- **Work required**
For every line in the data below, check for the word "layer", then state how many lines have it. Answer with the number only.

- **Stored data entries**
_____

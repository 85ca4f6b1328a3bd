//! # Client Error Types
//!
//! Error types for the ordering-session and cart sync layer.
//!
//! ## Error Hierarchy
//! ```text
//! ┌─────────────────────────────────────────────────────────────────────────┐
//! │                      Client Error Categories                            │
//! │                                                                         │
//! │  ┌─────────────────┐  ┌─────────────────┐  ┌─────────────────────────┐ │
//! │  │  Configuration  │  │   Transport     │  │     Session             │ │
//! │  │                 │  │                 │  │                         │ │
//! │  │  MissingApiKey  │  │  Transport      │  │  SessionExpired         │ │
//! │  │  MissingBaseUrl │  │  (ApiError)     │  │  SessionRejected        │ │
//! │  │  InvalidUrl     │  │  Decode         │  │                         │ │
//! │  └─────────────────┘  └─────────────────┘  └─────────────────────────┘ │
//! │                                                                         │
//! │  ┌─────────────────┐  ┌─────────────────┐                              │
//! │  │   NotReady      │  │  Validation /   │                              │
//! │  │  (waiting, not  │  │  Persistence    │                              │
//! │  │   a failure)    │  │                 │                              │
//! │  └─────────────────┘  └─────────────────┘                              │
//! │                                                                         │
//! │  Every variant normalizes into ApiError {message, status, code}        │
//! │  before it reaches hook state.                                         │
//! └─────────────────────────────────────────────────────────────────────────┘
//! ```

use serde::{Deserialize, Serialize};
use storefront_core::ValidationError;
use thiserror::Error;

/// Result type alias for client operations.
pub type ClientResult<T> = Result<T, ClientError>;

/// Message used when an error body carries nothing readable.
pub const UNKNOWN_ERROR_MESSAGE: &str = "Unknown error";

// =============================================================================
// Normalized API Error
// =============================================================================

/// Transport-neutral error shape exposed to the UI.
///
/// ```json
/// { "message": "not found", "status": 404, "code": "HTTP_404" }
/// ```
#[derive(Debug, Clone, PartialEq, Eq, Error, Serialize, Deserialize)]
#[error("{message}")]
pub struct ApiError {
    /// Human-readable cause.
    pub message: String,

    /// HTTP status, when a response was received.
    #[serde(default)]
    pub status: Option<u16>,

    /// Machine-readable code for programmatic handling.
    #[serde(default)]
    pub code: Option<String>,
}

impl ApiError {
    pub fn new(message: impl Into<String>) -> Self {
        ApiError {
            message: message.into(),
            status: None,
            code: None,
        }
    }

    pub fn with_status(mut self, status: u16) -> Self {
        self.status = Some(status);
        self
    }

    pub fn with_code(mut self, code: impl Into<String>) -> Self {
        self.code = Some(code.into());
        self
    }

    /// Builds an error from a non-2xx response.
    ///
    /// The message is read from the body's `message` field, then `error`
    /// (string or `{message}` object), and defaults to "Unknown error" when
    /// the body is not JSON. A string `code` field is kept, otherwise the
    /// code is `HTTP_<status>`.
    pub fn from_response(status: u16, body: &[u8]) -> Self {
        let parsed: Option<serde_json::Value> = serde_json::from_slice(body).ok();

        let message = parsed
            .as_ref()
            .and_then(|v| {
                v.get("message")
                    .and_then(|m| m.as_str())
                    .or_else(|| v.get("error").and_then(|e| e.as_str()))
                    .or_else(|| v.pointer("/error/message").and_then(|m| m.as_str()))
            })
            .filter(|m| !m.is_empty())
            .unwrap_or(UNKNOWN_ERROR_MESSAGE)
            .to_string();

        let code = parsed
            .as_ref()
            .and_then(|v| v.get("code"))
            .and_then(|c| c.as_str())
            .map(str::to_string)
            .unwrap_or_else(|| format!("HTTP_{}", status));

        ApiError {
            message,
            status: Some(status),
            code: Some(code),
        }
    }

    /// Returns true for 5xx responses and failures without a response.
    pub fn is_server_or_network(&self) -> bool {
        self.status.map_or(true, |s| s >= 500)
    }
}

// =============================================================================
// Client Error
// =============================================================================

/// Closed set of failure kinds, for callers that branch on category.
#[derive(Debug, Clone, Copy, PartialEq, Eq, Serialize, Deserialize)]
#[serde(rename_all = "snake_case")]
pub enum ErrorKind {
    Configuration,
    Transport,
    SessionExpired,
    NotReady,
    Validation,
    Internal,
}

/// Client error type covering every failure of the sync layer.
#[derive(Debug, Error)]
pub enum ClientError {
    // =========================================================================
    // Configuration Errors
    // =========================================================================
    /// API key absent; requests are never sent unauthenticated.
    #[error("Commerce API key is not configured (set STOREFRONT_API_KEY)")]
    MissingApiKey,

    /// API base URL absent.
    #[error("Commerce API base URL is not configured (set STOREFRONT_API_BASE_URL)")]
    MissingBaseUrl,

    #[error("Invalid API URL: {0}")]
    InvalidUrl(String),

    #[error("Invalid client configuration: {0}")]
    InvalidConfig(String),

    #[error("Failed to load config: {0}")]
    ConfigLoadFailed(String),

    // =========================================================================
    // Transport Errors
    // =========================================================================
    /// Network failure or non-2xx response.
    #[error("{0}")]
    Transport(ApiError),

    /// Response body did not match the expected shape.
    #[error("Failed to decode response: {0}")]
    Decode(String),

    // =========================================================================
    // Session Errors
    // =========================================================================
    /// A resumed cart is no longer valid server side.
    #[error("Ordering session for cart {cart_id} has expired")]
    SessionExpired { cart_id: String },

    /// The server answered 2xx but refused to open a session.
    #[error("{0}")]
    SessionRejected(String),

    // =========================================================================
    // Preconditions
    // =========================================================================
    /// A precondition is not satisfied yet. Callers treat this as waiting.
    #[error("Not ready: {missing} is not known yet")]
    NotReady { missing: &'static str },

    #[error("Validation error: {0}")]
    Validation(#[from] ValidationError),

    // =========================================================================
    // Local Storage
    // =========================================================================
    #[error("Cart storage error: {0}")]
    Persistence(String),
}

impl ClientError {
    pub fn kind(&self) -> ErrorKind {
        match self {
            ClientError::MissingApiKey
            | ClientError::MissingBaseUrl
            | ClientError::InvalidUrl(_)
            | ClientError::InvalidConfig(_)
            | ClientError::ConfigLoadFailed(_) => ErrorKind::Configuration,
            ClientError::Transport(_)
            | ClientError::Decode(_)
            | ClientError::SessionRejected(_) => ErrorKind::Transport,
            ClientError::SessionExpired { .. } => ErrorKind::SessionExpired,
            ClientError::NotReady { .. } => ErrorKind::NotReady,
            ClientError::Validation(_) => ErrorKind::Validation,
            ClientError::Persistence(_) => ErrorKind::Internal,
        }
    }

    /// Returns true if this error indicates a configuration problem.
    pub fn is_config_error(&self) -> bool {
        self.kind() == ErrorKind::Configuration
    }

    /// Returns true if a user-triggered retry may succeed.
    ///
    /// Nothing in this crate retries automatically.
    pub fn is_retryable(&self) -> bool {
        match self {
            ClientError::Transport(api) => api.is_server_or_network(),
            ClientError::SessionExpired { .. } => true,
            _ => false,
        }
    }

    fn code(&self) -> &'static str {
        match self {
            ClientError::MissingApiKey
            | ClientError::MissingBaseUrl
            | ClientError::InvalidUrl(_)
            | ClientError::InvalidConfig(_)
            | ClientError::ConfigLoadFailed(_) => "CONFIGURATION_ERROR",
            ClientError::Transport(_) => "NETWORK_ERROR",
            ClientError::Decode(_) => "DECODE_ERROR",
            ClientError::SessionExpired { .. } => "SESSION_EXPIRED",
            ClientError::SessionRejected(_) => "SESSION_REJECTED",
            ClientError::NotReady { .. } => "NOT_READY",
            ClientError::Validation(_) => "VALIDATION_ERROR",
            ClientError::Persistence(_) => "STORAGE_ERROR",
        }
    }
}

// =============================================================================
// Error Conversions
// =============================================================================

impl From<&ClientError> for ApiError {
    fn from(err: &ClientError) -> Self {
        match err {
            ClientError::Transport(api) => api.clone(),
            other => ApiError::new(other.to_string()).with_code(other.code()),
        }
    }
}

impl From<ClientError> for ApiError {
    fn from(err: ClientError) -> Self {
        match err {
            ClientError::Transport(api) => api,
            other => ApiError::from(&other),
        }
    }
}

impl From<ApiError> for ClientError {
    fn from(err: ApiError) -> Self {
        ClientError::Transport(err)
    }
}

impl From<reqwest::Error> for ClientError {
    fn from(err: reqwest::Error) -> Self {
        if err.is_decode() {
            return ClientError::Decode(err.to_string());
        }
        let mut api = ApiError::new(err.to_string()).with_code("NETWORK_ERROR");
        if let Some(status) = err.status() {
            api = api.with_status(status.as_u16());
        }
        ClientError::Transport(api)
    }
}

impl From<serde_json::Error> for ClientError {
    fn from(err: serde_json::Error) -> Self {
        ClientError::Decode(err.to_string())
    }
}

impl From<url::ParseError> for ClientError {
    fn from(err: url::ParseError) -> Self {
        ClientError::InvalidUrl(err.to_string())
    }
}

impl From<std::io::Error> for ClientError {
    fn from(err: std::io::Error) -> Self {
        ClientError::Persistence(err.to_string())
    }
}

impl From<toml::de::Error> for ClientError {
    fn from(err: toml::de::Error) -> Self {
        ClientError::ConfigLoadFailed(err.to_string())
    }
}

#[cfg(test)]
mod tests {
    use super::*;

    #[test]
    fn test_from_response_reads_message() {
        let err = ApiError::from_response(404, br#"{"message":"not found"}"#);
        assert_eq!(err.status, Some(404));
        assert_eq!(err.message, "not found");
        assert_eq!(err.code.as_deref(), Some("HTTP_404"));
    }

    #[test]
    fn test_from_response_falls_back() {
        let err = ApiError::from_response(502, b"<html>Bad Gateway</html>");
        assert_eq!(err.message, UNKNOWN_ERROR_MESSAGE);

        let err = ApiError::from_response(400, br#"{"error":{"message":"bad date"},"code":"INVALID_DATE"}"#);
        assert_eq!(err.message, "bad date");
        assert_eq!(err.code.as_deref(), Some("INVALID_DATE"));

        let err = ApiError::from_response(500, br#"{"error":"boom"}"#);
        assert_eq!(err.message, "boom");

        let err = ApiError::from_response(500, br#"{"message":""}"#);
        assert_eq!(err.message, UNKNOWN_ERROR_MESSAGE);
    }

    #[test]
    fn test_kinds() {
        assert_eq!(ClientError::MissingApiKey.kind(), ErrorKind::Configuration);
        assert!(ClientError::MissingBaseUrl.is_config_error());
        assert_eq!(
            ClientError::NotReady { missing: "orderDate" }.kind(),
            ErrorKind::NotReady
        );
        assert_eq!(
            ClientError::SessionExpired { cart_id: "c_1".into() }.kind(),
            ErrorKind::SessionExpired
        );
    }

    #[test]
    fn test_retryable() {
        assert!(ClientError::Transport(ApiError::new("offline")).is_retryable());
        assert!(ClientError::Transport(ApiError::new("down").with_status(503)).is_retryable());
        assert!(!ClientError::Transport(ApiError::new("nope").with_status(404)).is_retryable());
        assert!(!ClientError::MissingApiKey.is_retryable());
    }

    #[test]
    fn test_normalization() {
        let api: ApiError = ClientError::MissingApiKey.into();
        assert_eq!(api.code.as_deref(), Some("CONFIGURATION_ERROR"));
        assert_eq!(api.status, None);

        let upstream = ApiError::new("gone").with_status(410);
        let api: ApiError = ClientError::Transport(upstream.clone()).into();
        assert_eq!(api, upstream);

        let api = ApiError::from(&ClientError::SessionExpired { cart_id: "c_9".into() });
        assert_eq!(api.code.as_deref(), Some("SESSION_EXPIRED"));
        assert!(api.message.contains("c_9"));
    }
}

_____

- **Written response**
2